If you're unfamiliar with the Foundation work, they are basically a series of short stories taking place over a number of centuries that chart the rise of an intergalactic civilisation from humble origins to a vast galactic power, and the trials and tribulations that shaped it, narrated from the perspective of its major historical figures, such as prominent civic leaders, military heroes, merchant traders, brilliant scientists etc. Underpinning all this is the strange figure of genius Hari Seldon, who predicted the whole course of future events through his discipline of psychohistory, a science that predicts the actions of whole civilisations and societies over a grand time-scale.

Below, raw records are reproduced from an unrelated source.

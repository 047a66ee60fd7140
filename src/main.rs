mod cli;

use anyhow::{Context, Result, bail};
use clap::Parser;
use std::sync::Arc;
use tracing::info;
use tracing_subscriber::EnvFilter;

use cli::{Cli, Commands};
use dramapop::backends::{CatalogFetcher, DramaBoxClient};
use dramapop::config::Config;
use dramapop::events::{EventBus, NavigationOutcome};
use dramapop::history::{HistoryStore, JsonFileHistoryStore};
use dramapop::models::DramaId;
use dramapop::player::{EpisodeSource, NullBackend, PlaybackController};
use dramapop::services::{EpisodeContinuity, WatchSession};
use dramapop::utils::SystemClock;

fn load_config(path: Option<&std::path::Path>) -> Result<Config> {
    match path {
        Some(path) => Config::load_from(path),
        None => Config::load(),
    }
}

fn open_history(config: &Config) -> Result<JsonFileHistoryStore> {
    let path = config.history_path()?;
    JsonFileHistoryStore::open(&path, config.history.capacity)
        .with_context(|| format!("Failed to open history at {:?}", path))
}

fn catalog_client(config: &Config) -> Result<DramaBoxClient> {
    DramaBoxClient::new(&config.api.base_url, &config.api.language, config.api_timeout())
        .context("Failed to create catalog client")
}

async fn resolve(config: &Config, drama: DramaId, episode: u32, quality: Option<u32>) -> Result<()> {
    let client = catalog_client(config)?;
    let quality = quality.unwrap_or(config.playback.preferred_quality);

    let episode = client
        .get_episode_video_info(&drama, episode)
        .await
        .with_context(|| format!("Failed to fetch {} episode {}", drama, episode))?;

    let candidates = EpisodeSource::candidate_urls(&episode, quality);
    let Some((selected, fallbacks)) = candidates.split_first() else {
        bail!("No playable source for {} episode {}", drama, episode.index);
    };

    println!("{} episode {} ({})", drama, episode.index, episode.name);
    println!("  selected: {}", selected);
    for url in fallbacks {
        println!("  fallback: {}", url);
    }
    let qualities: Vec<String> = EpisodeSource::available_qualities(&episode)
        .iter()
        .map(|q| format!("{q}p"))
        .collect();
    println!("  qualities: {}", qualities.join(", "));
    Ok(())
}

async fn watch(config: &Config, drama: DramaId, episode: Option<u32>) -> Result<()> {
    let catalog: Arc<dyn CatalogFetcher> = Arc::new(catalog_client(config)?);
    let player = PlaybackController::new(
        Box::new(NullBackend::new()),
        config.player_settings(),
        EventBus::default(),
    );
    let continuity = EpisodeContinuity::new(
        player,
        Box::new(open_history(config)?),
        Arc::new(SystemClock),
        config.continuity_settings(),
    );
    let session = WatchSession::new(continuity, catalog);

    match session.open_drama(drama, episode).await {
        NavigationOutcome::Opened {
            drama_id,
            episode_index,
            url,
        } => {
            println!("Opened {} episode {}", drama_id, episode_index);
            println!("  {}", url);
            Ok(())
        }
        NavigationOutcome::Failed {
            drama_id,
            episode_index,
            error,
        } => bail!("{} episode {}: {}", drama_id, episode_index, error),
        other => bail!("Nothing opened ({:?})", other),
    }
}

fn show_history(config: &Config) -> Result<()> {
    let store = open_history(config)?;
    let items = store.get_all()?;
    if items.is_empty() {
        println!("No watch history");
        return Ok(());
    }

    for item in items {
        let title = item.title.as_deref().unwrap_or(item.drama_id.as_str());
        let total = item
            .total_episodes
            .map(|t| format!("/{t}"))
            .unwrap_or_default();
        println!(
            "{}  {}  episode {}{}  {}%",
            item.last_watched_at.format("%Y-%m-%d %H:%M"),
            title,
            item.episode_index,
            total,
            item.progress
        );
    }
    Ok(())
}

#[tokio::main]
async fn main() -> Result<()> {
    let cli = Cli::parse();

    let default_filter = if cli.verbose {
        "dramapop=debug"
    } else {
        "dramapop=info"
    };
    tracing_subscriber::fmt()
        .with_env_filter(
            EnvFilter::try_from_default_env().unwrap_or_else(|_| EnvFilter::new(default_filter)),
        )
        .init();

    let config = load_config(cli.config.as_deref())?;
    info!("Using catalog {}", config.api.base_url);

    match cli.command {
        Commands::Resolve {
            drama,
            episode,
            quality,
        } => resolve(&config, DramaId::new(drama), episode, quality).await,
        Commands::Watch { drama, episode } => watch(&config, DramaId::new(drama), episode).await,
        Commands::History => show_history(&config),
        Commands::Forget { drama } => {
            let mut store = open_history(&config)?;
            if store.remove(&DramaId::new(drama.clone()))? {
                println!("Removed {} from history", drama);
            } else {
                println!("{} is not in history", drama);
            }
            Ok(())
        }
        Commands::ClearHistory => {
            open_history(&config)?.clear()?;
            println!("Watch history cleared");
            Ok(())
        }
    }
}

Each chapter starts with an excerpt from the fictional Encyclopedia Galactica on the events portrayed in the following scene as if the whole series is a look back at history from some undisclosed future. It lends a wonderful sense of grandness to the stories as well as being an original and novel way of introducing the new setting. As I mentioned earlier, each chapter takes place several decades after the previous one so characters who were 'upstart young rebels' in one story become 'noble visionaires' in the next scene, and 'legendery heroes' in the one after that. The chapters all focus on a Seldon Crisis, which are a series of predicted crises that would mark a new stepping stone to greatness, and are accompanied at the conclusion of the section by the appearance of the long dead hologram of Hari Seldon popping up every few centuries describing the events that have just occured.
The character of Seldon and the way he evolves from crackpot theorist, to brilliant but misunderstood genius, to an almost prophetic role is wonderfully moving, as are the other important characters throughout the novel, and the development of the Foundation and its gradual dominance through various means (including religion, trade and war) is spell binding. Asimov touches on many themes here: the role of religion as a tool of conquest, the magicianry associated with any highly advanced technological society, the inevitable bureaucracy that any establishment eventually succumbs to, the predictability of mob-mentality. Unfortunately, many of these wonderful themes are only lightly touched upon, which is a shame although Asimov's clear simple writing style and light humour make his work accessible to anyone.
If you can ignore the surface details and the slightly comic-bookish settings then you will enjoy one of the most pivotal and ambitious science fiction series written. I also highly recommend the two sequels.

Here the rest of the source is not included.